The number of people losing their lives from on-farm incidents has significantly decreased in the past 25 years but there is more work to be done to make farms safer.
This is the message from the National Farmers’ Federation (NFF) and Farmsafe Australia at the start of Farm Safety Week 2017.
Farmsafe Australia Chair and NFF’s Workplace Committee Chair, Charles Armstrong said the yearly average of lives lost from farm incidents had decreased from 146 in 1991 to 63 in 2016.
“However, one life lost is one too many, and we must all take greater responsibility for improving the safety of our farms.”
Figures released last week by the Australian Centre for Agricultural Health and Safety reported that since the beginning of the year to June 30, tragically 32 people have lost their lives in on-farm incidents and a further 101 have been involved in non-fatal incidents that were serious enough to make the media.
“Already, as of 30 June, we have seen 32 tragic deaths resulting from injuries sustained in quad bike and farm machinery incidents,” Mr Armstrong said.
"We must act now to turn these statistics around."
Mr Armstrong said the theme of Farm Safety Week 2017 was ‘creating a resilient, safe and healthy ag community'.
“Having safety as a major aspect of the farm business will not only reduce risks to those who work and live on our farms, it will also improve our bottom line and create a resilient, safe and healthy ag community,” he said.
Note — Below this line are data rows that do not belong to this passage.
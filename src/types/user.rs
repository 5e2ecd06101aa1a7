//! Accounts: users, organizations, and the app's own identity.

use std::collections::BTreeMap;

use serde::{Deserialize, Serialize};

use super::ids::{AppId, UserId};
use super::timestamp::Timestamp;

/// A GitHub account as embedded in payloads (`owner`, `user`, `sender`,
/// `account`). Organizations use the same shape with `account_type ==
/// "Organization"`.
#[derive(Debug, Clone, PartialEq, Serialize, Deserialize)]
pub struct User {
    pub id: UserId,
    pub login: String,
    #[serde(default)]
    pub node_id: Option<String>,
    #[serde(default)]
    pub avatar_url: Option<String>,
    #[serde(default)]
    pub html_url: Option<String>,
    #[serde(default)]
    pub url: Option<String>,
    /// `User`, `Organization` or `Bot`.
    #[serde(rename = "type", default)]
    pub account_type: Option<String>,
    #[serde(default)]
    pub site_admin: bool,
}

impl User {
    /// Returns true if this account is a bot (including GitHub Apps acting
    /// through their bot user).
    pub fn is_bot(&self) -> bool {
        self.account_type.as_deref() == Some("Bot")
    }
}

/// The app's own identity, as returned by `GET /app`.
#[derive(Debug, Clone, PartialEq, Serialize, Deserialize)]
pub struct Application {
    pub id: AppId,
    #[serde(default)]
    pub slug: Option<String>,
    #[serde(default)]
    pub node_id: Option<String>,
    pub owner: User,
    pub name: String,
    #[serde(default)]
    pub description: Option<String>,
    #[serde(default)]
    pub external_url: Option<String>,
    #[serde(default)]
    pub html_url: Option<String>,
    #[serde(default)]
    pub client_id: Option<String>,
    #[serde(default)]
    pub created_at: Timestamp,
    #[serde(default)]
    pub updated_at: Timestamp,
    /// Permission name to access level (`read` / `write`).
    #[serde(default)]
    pub permissions: BTreeMap<String, String>,
    /// Webhook events the app is subscribed to.
    #[serde(default)]
    pub events: Vec<String>,
    #[serde(default)]
    pub installations_count: Option<u64>,
}

#[cfg(test)]
mod tests {
    use super::*;
    use serde_json::json;

    #[test]
    fn user_minimal_fields() {
        let user: User = serde_json::from_value(json!({ "id": 1, "login": "octocat" })).unwrap();
        assert_eq!(user.id, UserId(1));
        assert_eq!(user.login, "octocat");
        assert!(user.account_type.is_none());
        assert!(!user.is_bot());
    }

    #[test]
    fn user_missing_login_is_rejected() {
        let result: Result<User, _> = serde_json::from_value(json!({ "id": 1 }));
        assert!(result.is_err());
    }

    #[test]
    fn bot_account_detected() {
        let user: User = serde_json::from_value(json!({
            "id": 41898282,
            "login": "github-actions[bot]",
            "type": "Bot"
        }))
        .unwrap();
        assert!(user.is_bot());
    }

    #[test]
    fn application_from_handshake_payload() {
        let app: Application = serde_json::from_value(json!({
            "id": 1234,
            "slug": "octoapp",
            "node_id": "MDExOkludGVncmF0aW9uMQ==",
            "owner": { "id": 1, "login": "github", "type": "Organization" },
            "name": "Octocat App",
            "description": "",
            "external_url": "https://example.com",
            "html_url": "https://github.com/apps/octoapp",
            "created_at": "2017-07-08T16:18:44-04:00",
            "updated_at": "2017-07-08T16:18:44-04:00",
            "permissions": { "issues": "write", "metadata": "read" },
            "events": ["issue_comment", "star"],
            "installations_count": 5
        }))
        .unwrap();

        assert_eq!(app.id, AppId(1234));
        assert_eq!(app.owner.login, "github");
        assert_eq!(app.permissions.get("issues").map(String::as_str), Some("write"));
        assert_eq!(app.events, vec!["issue_comment", "star"]);
        assert_eq!(app.created_at.raw(), Some("2017-07-08T16:18:44-04:00"));
        assert!(app.created_at.value().is_none());
    }
}
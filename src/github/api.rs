//! The outbound calls the bot makes at startup.

use std::future::Future;

use super::error::ApiError;
use crate::types::{Application, Installation, Issue};

/// App-level GitHub REST operations, authenticated as the app itself.
///
/// [`GitHubClient`](super::GitHubClient) is the production implementation;
/// tests substitute canned responses.
pub trait AppApi: Send + Sync + 'static {
    /// `GET /app`: the app's own identity.
    fn fetch_app(&self) -> impl Future<Output = Result<Application, ApiError>> + Send;

    /// `GET /app/installations`, all pages.
    fn fetch_installations(
        &self,
    ) -> impl Future<Output = Result<Vec<Installation>, ApiError>> + Send;

    /// Open issues across installations, for warming the cache.
    ///
    /// `Ok(None)` means the implementation cannot list them; the prefetch
    /// skips issues in that case.
    fn fetch_open_issues(
        &self,
    ) -> impl Future<Output = Result<Option<Vec<Issue>>, ApiError>> + Send {
        async { Ok(None) }
    }
}
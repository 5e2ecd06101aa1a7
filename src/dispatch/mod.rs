//! Fan-out of decoded events to registered listeners.
//!
//! Listeners are registered under a name and run as independent tracked tasks
//! when a matching event is dispatched. A listener that fails or panics is
//! reported to the bus's error hook; it never affects its siblings or the
//! webhook response.

pub mod bus;
pub mod listener;

pub use bus::DispatchBus;
pub use listener::{ErrorHook, Listener, ListenerError, ListenerFailure, ListenerFuture};

use thiserror::Error;

/// Errors registering a listener.
#[derive(Debug, Clone, PartialEq, Eq, Error)]
pub enum RegistrationError {
    #[error("listener name is empty")]
    EmptyName,

    #[error("listener name `{0}` contains whitespace")]
    InvalidName(String),
}

/// Canonical registry key for a listener name.
///
/// Trims, lowercases and adds the `on_` prefix if it is missing, so
/// `"Comment_Create"`, `"on_comment_create"` and `" ON_COMMENT_CREATE"` all map
/// to `on_comment_create`.
pub fn canonical_name(name: &str) -> Result<String, RegistrationError> {
    let lowered = name.trim().to_lowercase();
    let bare = lowered.strip_prefix("on_").unwrap_or(&lowered);
    if bare.is_empty() {
        return Err(RegistrationError::EmptyName);
    }
    if bare.chars().any(char::is_whitespace) {
        return Err(RegistrationError::InvalidName(name.to_string()));
    }
    Ok(format!("on_{bare}"))
}
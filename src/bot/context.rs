//! State shared between the bot, the webhook endpoint and listeners.

use std::future::Future;
use std::sync::{Arc, OnceLock};

use crate::dispatch::{DispatchBus, Listener, RegistrationError};
use crate::state::EntityCache;
use crate::types::{Application, Installation, InstallationId, Issue, IssueId, User, UserId};
use crate::webhooks::{Event, ParserRegistry};

use super::LifecycleError;

/// Cheaply clonable handle to the bot's cache, parser table and dispatch bus.
///
/// Listeners can capture a clone to look entities up while handling events.
#[derive(Clone)]
pub struct BotContext {
    inner: Arc<ContextInner>,
}

struct ContextInner {
    cache: EntityCache,
    bus: DispatchBus,
    parsers: ParserRegistry,
    application: OnceLock<Arc<Application>>,
}

impl Default for BotContext {
    fn default() -> Self {
        Self::new()
    }
}

impl BotContext {
    pub fn new() -> Self {
        BotContext {
            inner: Arc::new(ContextInner {
                cache: EntityCache::new(),
                bus: DispatchBus::new(),
                parsers: ParserRegistry::new(),
                application: OnceLock::new(),
            }),
        }
    }

    pub fn cache(&self) -> &EntityCache {
        &self.inner.cache
    }

    pub fn bus(&self) -> &DispatchBus {
        &self.inner.bus
    }

    pub fn parsers(&self) -> &ParserRegistry {
        &self.inner.parsers
    }

    /// The app identity from the startup handshake; `None` before `start`.
    pub fn application(&self) -> Option<Arc<Application>> {
        self.inner.application.get().cloned()
    }

    /// Records the app identity. Only the first call has an effect.
    pub(crate) fn set_application(&self, application: Arc<Application>) {
        let _ = self.inner.application.set(application);
    }

    pub fn get_user(&self, id: UserId) -> Option<Arc<User>> {
        self.inner.cache.user(id)
    }

    pub fn get_installation(&self, id: InstallationId) -> Option<Arc<Installation>> {
        self.inner.cache.installation(id)
    }

    pub fn get_issue(&self, id: IssueId) -> Option<Arc<Issue>> {
        self.inner.cache.issue(id)
    }

    /// Registers an async listener under `name` (`"comment_create"`,
    /// `"on_comment_create"` and `"Comment_Create"` are the same name).
    pub fn register<F, Fut>(&self, name: &str, listener: F) -> Result<String, RegistrationError>
    where
        F: Fn(Arc<Event>) -> Fut + Send + Sync + 'static,
        Fut: Future<Output = anyhow::Result<()>> + Send + 'static,
    {
        self.inner.bus.register(name, Listener::new(listener))
    }

    /// Schedules `event` on its listeners; see [`DispatchBus::dispatch`].
    pub fn dispatch(&self, event: Event) -> Result<usize, LifecycleError> {
        self.inner.bus.dispatch(event)
    }
}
“We want to see every farm across Australia take steps to improve safety each and every day.”
Practical steps that farmers can take to improve safety include:
- Develop a safety plan that identifies potential hazards and taking specific actions to fix these.
- Always be on the look-out for new hazards and fixing these as soon as possible once identified.
- Set clear safety procedures for risky work.
- Ensure everyone that works on the farm understands and uses the safety procedures you have for your farm.
- Develop and communicate an emergency plan in case of any incidents.
- As a matter of urgency, fit a crush protection device to quad bikes and always wear a helmet.
“We want farming to be both profitable and safe, and we can do this if safety is promoted as a core value of farm businesses,” Mr Armstrong said.
“It’s about making sure that everyone involved in the farm gets home safe and sound at the end of each working day.”
That’s a good thing, not just for our families, but also our businesses and communities.”
Farm Safety Week runs from 17-21 July 2017.